**ACTIVITY**
Copy each line of the entries beneath that contains the word "HttpResponse".

**TASK MATERIAL**
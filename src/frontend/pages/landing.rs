use leptos::prelude::*;

use crate::catalog;
use crate::frontend::components::CourseCard;
use crate::models::ProjectCatalog;

#[component]
pub fn LandingPage() -> impl IntoView {
    view! {
        <section class="pt-16 pb-20 px-6 flex flex-col items-center text-center">
            <h1 class="text-5xl md:text-6xl font-bold mb-6 leading-tight">
                "Learn Computer Science"<br/>
                <span class="bg-gradient-to-r from-sky-400 via-indigo-400 to-sky-500 bg-clip-text text-transparent">
                    "by Building Projects"
                </span>
            </h1>
            <p class="text-xl text-slate-400 max-w-2xl mb-10">
                "Structured courses in JavaScript, Python, Java and C++, with hands-on projects from beginner to advanced."
            </p>
            <div class="flex flex-wrap gap-4 justify-center">
                <a href="/courses" class="btn-primary btn-large">"Browse Courses"</a>
                <a href="/projects" class="btn-ghost btn-large">"Explore Projects"</a>
            </div>
        </section>

        <section id="courses" class="py-16 px-6">
            <div class="max-w-6xl mx-auto">
                <h2 class="text-3xl font-bold text-center mb-12">"Popular Courses"</h2>
                <div class="grid md:grid-cols-2 lg:grid-cols-4 gap-6">
                    {catalog::courses()
                        .iter()
                        .map(|course| view! { <CourseCard course/> })
                        .collect_view()}
                </div>
            </div>
        </section>

        <section id="projects" class="py-16 px-6 bg-slate-900/30">
            <div class="max-w-6xl mx-auto text-center">
                <h2 class="text-3xl font-bold mb-4">"Practice with Real Projects"</h2>
                <p class="text-slate-400 mb-10">"Pick a catalog and start building."</p>
                <div class="flex flex-wrap gap-4 justify-center">
                    {ProjectCatalog::ALL
                        .iter()
                        .map(|c| view! {
                            <a href=c.path() class="btn-ghost">
                                {c.title()}" ("{catalog::projects(*c).len()}")"
                            </a>
                        })
                        .collect_view()}
                </div>
            </div>
        </section>
    }
}
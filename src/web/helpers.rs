use actix_web::cookie::{Cookie, SameSite};
use actix_web::{HttpRequest, HttpResponse};
use askama::Template;

use cs_courses::common::GateError;
use cs_courses::log_err;
use cs_courses::services::{AdminSession, is_client_id, new_client_id};

use crate::web::state::AppState;
use crate::web::templates::NotFoundTemplate;

/// Header carrying the session reference for clients that cannot send the cookie
pub const SESSION_HEADER: &str = "X-Session-Id";

/// Anonymous id the download ledger is keyed by
pub const CLIENT_COOKIE: &str = "dl_client";

/// Session reference. Priority: cookie -> request header.
pub fn session_ref(req: &HttpRequest, cookie_name: &str) -> Option<String> {
    let cookie_val = req
        .cookie(cookie_name)
        .map(|c| c.value().trim().to_string())
        .filter(|s| !s.is_empty());

    if cookie_val.is_some() {
        return cookie_val;
    }

    req.headers()
        .get(SESSION_HEADER)
        .and_then(|v| v.to_str().ok())
        .map(str::trim)
        .filter(|s| !s.is_empty())
        .map(str::to_string)
}

pub fn redirect(location: &str) -> HttpResponse {
    HttpResponse::SeeOther()
        .insert_header(("Location", location))
        .finish()
}

/// Gate an `/admin` request. The error side is the response to send instead.
pub async fn require_admin(req: &HttpRequest, state: &AppState) -> Result<AdminSession, HttpResponse> {
    let session = session_ref(req, &state.config.session_cookie);
    let path = req.path();

    match state.gate.require_admin(session.as_deref(), path).await {
        Ok(admin) => Ok(admin),
        Err(err) => match state.gate.redirect_location(&err) {
            Some(location) => Err(redirect(&location)),
            None => {
                if let GateError::Identity(e) = &err {
                    log_err!(
                        "admin check",
                        &serde_json::json!({ "path": path, "error": e.to_string() })
                    );
                }
                Err(HttpResponse::InternalServerError()
                    .content_type("text/plain; charset=utf-8")
                    .body("Internal Server Error"))
            }
        },
    }
}

/// Existing download client id, or a fresh one with the cookie that carries it
pub fn client_id(req: &HttpRequest) -> (String, Option<Cookie<'static>>) {
    let existing = req
        .cookie(CLIENT_COOKIE)
        .map(|c| c.value().to_string())
        .filter(|v| is_client_id(v));

    match existing {
        Some(id) => (id, None),
        None => {
            let id = new_client_id();
            let cookie = Cookie::build(CLIENT_COOKIE, id.clone())
                .path("/")
                .http_only(true)
                .secure(true)
                .same_site(SameSite::Lax)
                .max_age(actix_web::cookie::time::Duration::days(365))
                .finish();
            (id, Some(cookie))
        }
    }
}

pub fn client_ip(req: &HttpRequest) -> String {
    req.connection_info()
        .realip_remote_addr()
        .unwrap_or("unknown")
        .to_string()
}

pub fn render<T: Template>(t: T) -> HttpResponse {
    match t.render() {
        Ok(body) => HttpResponse::Ok()
            .content_type("text/html; charset=utf-8")
            .body(body),
        Err(e) => {
            log::error!("template error: {e}");
            HttpResponse::InternalServerError()
                .content_type("text/plain; charset=utf-8")
                .body("Template error")
        }
    }
}

pub fn not_found() -> HttpResponse {
    match NotFoundTemplate.render() {
        Ok(body) => HttpResponse::NotFound()
            .content_type("text/html; charset=utf-8")
            .body(body),
        Err(_) => HttpResponse::NotFound().finish(),
    }
}
//! Signal wrappers around the loading state machines in [`crate::loading`].

use leptos::prelude::*;
use serde_json::Value;

use crate::loading::{
    InitialLoadState, NavigationState, PageLoadingState, is_action_loading, is_data_loading,
    is_deferred_pending,
};

/// Router transition state shared with every page through context
#[derive(Clone, Copy)]
pub struct NavigationContext {
    pub state: Signal<NavigationState>,
    /// Id of the form currently being submitted
    pub submitting: RwSignal<Option<String>>,
}

pub fn navigation_state(is_routing: bool, submitting: Option<String>) -> NavigationState {
    if is_routing {
        NavigationState::Loading
    } else if let Some(form_id) = submitting {
        NavigationState::Submitting {
            form_id: Some(form_id),
        }
    } else {
        NavigationState::Idle
    }
}

/// Build the navigation context from the router's `is_routing` flag and put it in scope
pub fn provide_navigation(is_routing: ReadSignal<bool>) -> NavigationContext {
    let submitting = RwSignal::new(None::<String>);
    let ctx = NavigationContext {
        state: Signal::derive(move || navigation_state(is_routing.get(), submitting.get())),
        submitting,
    };
    provide_context(ctx);
    ctx
}

pub fn use_navigation() -> NavigationContext {
    expect_context::<NavigationContext>()
}

/// True while the router transitions and for a short hold afterwards
pub fn use_page_loading(nav: Signal<NavigationState>) -> Signal<bool> {
    let machine = StoredValue::new(PageLoadingState::new());
    let loading = RwSignal::new(false);

    Effect::new(move |_| {
        let state = nav.get();
        let mut ticket = None;
        machine.update_value(|m| ticket = m.on_navigation(&state));
        loading.set(machine.with_value(|m| m.is_loading()));

        if let Some(ticket) = ticket {
            set_timeout(
                move || {
                    machine.update_value(|m| m.release(ticket));
                    loading.set(machine.with_value(|m| m.is_loading()));
                },
                ticket.delay,
            );
        }
    });

    loading.into()
}

/// True for the first second after mount
pub fn use_initial_loading() -> Signal<bool> {
    let (state, ticket) = InitialLoadState::new();
    let machine = StoredValue::new(state);
    let loading = RwSignal::new(true);

    Effect::new(move |_| {
        set_timeout(
            move || {
                machine.update_value(|m| m.release(ticket));
                loading.set(machine.with_value(|m| m.is_loading()));
            },
            ticket.delay,
        );
    });

    loading.into()
}

pub fn use_data_loading(nav: Signal<NavigationState>) -> Signal<bool> {
    Signal::derive(move || is_data_loading(&nav.get()))
}

pub fn use_action_loading(nav: Signal<NavigationState>, form_id: Option<&'static str>) -> Signal<bool> {
    Signal::derive(move || is_action_loading(&nav.get(), form_id))
}

pub fn use_deferred_pending(data: Signal<Option<Value>>, key: &'static str) -> Signal<bool> {
    Signal::derive(move || data.with(|d| is_deferred_pending(d.as_ref(), key)))
}

#[cfg(test)]
mod tests {
    use super::*;

    #[test]
    fn test_navigation_state_prefers_routing() {
        assert_eq!(
            navigation_state(true, Some("download".to_string())),
            NavigationState::Loading
        );
        assert_eq!(
            navigation_state(false, Some("download".to_string())),
            NavigationState::Submitting {
                form_id: Some("download".to_string())
            }
        );
        assert_eq!(navigation_state(false, None), NavigationState::Idle);
    }
}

**RESULT**
use actix_web::{HttpRequest, HttpResponse};
pub fn redirect(location: &str) -> HttpResponse {
    HttpResponse::SeeOther()
pub async fn require_admin(req: &HttpRequest, state: &AppState) -> Result<AdminSession, HttpResponse> {
                Err(HttpResponse::InternalServerError()
pub fn render<T: Template>(t: T) -> HttpResponse {
        Ok(body) => HttpResponse::Ok()
            HttpResponse::InternalServerError()
pub fn not_found() -> HttpResponse {
        Ok(body) => HttpResponse::NotFound()
        Err(_) => HttpResponse::NotFound().finish(),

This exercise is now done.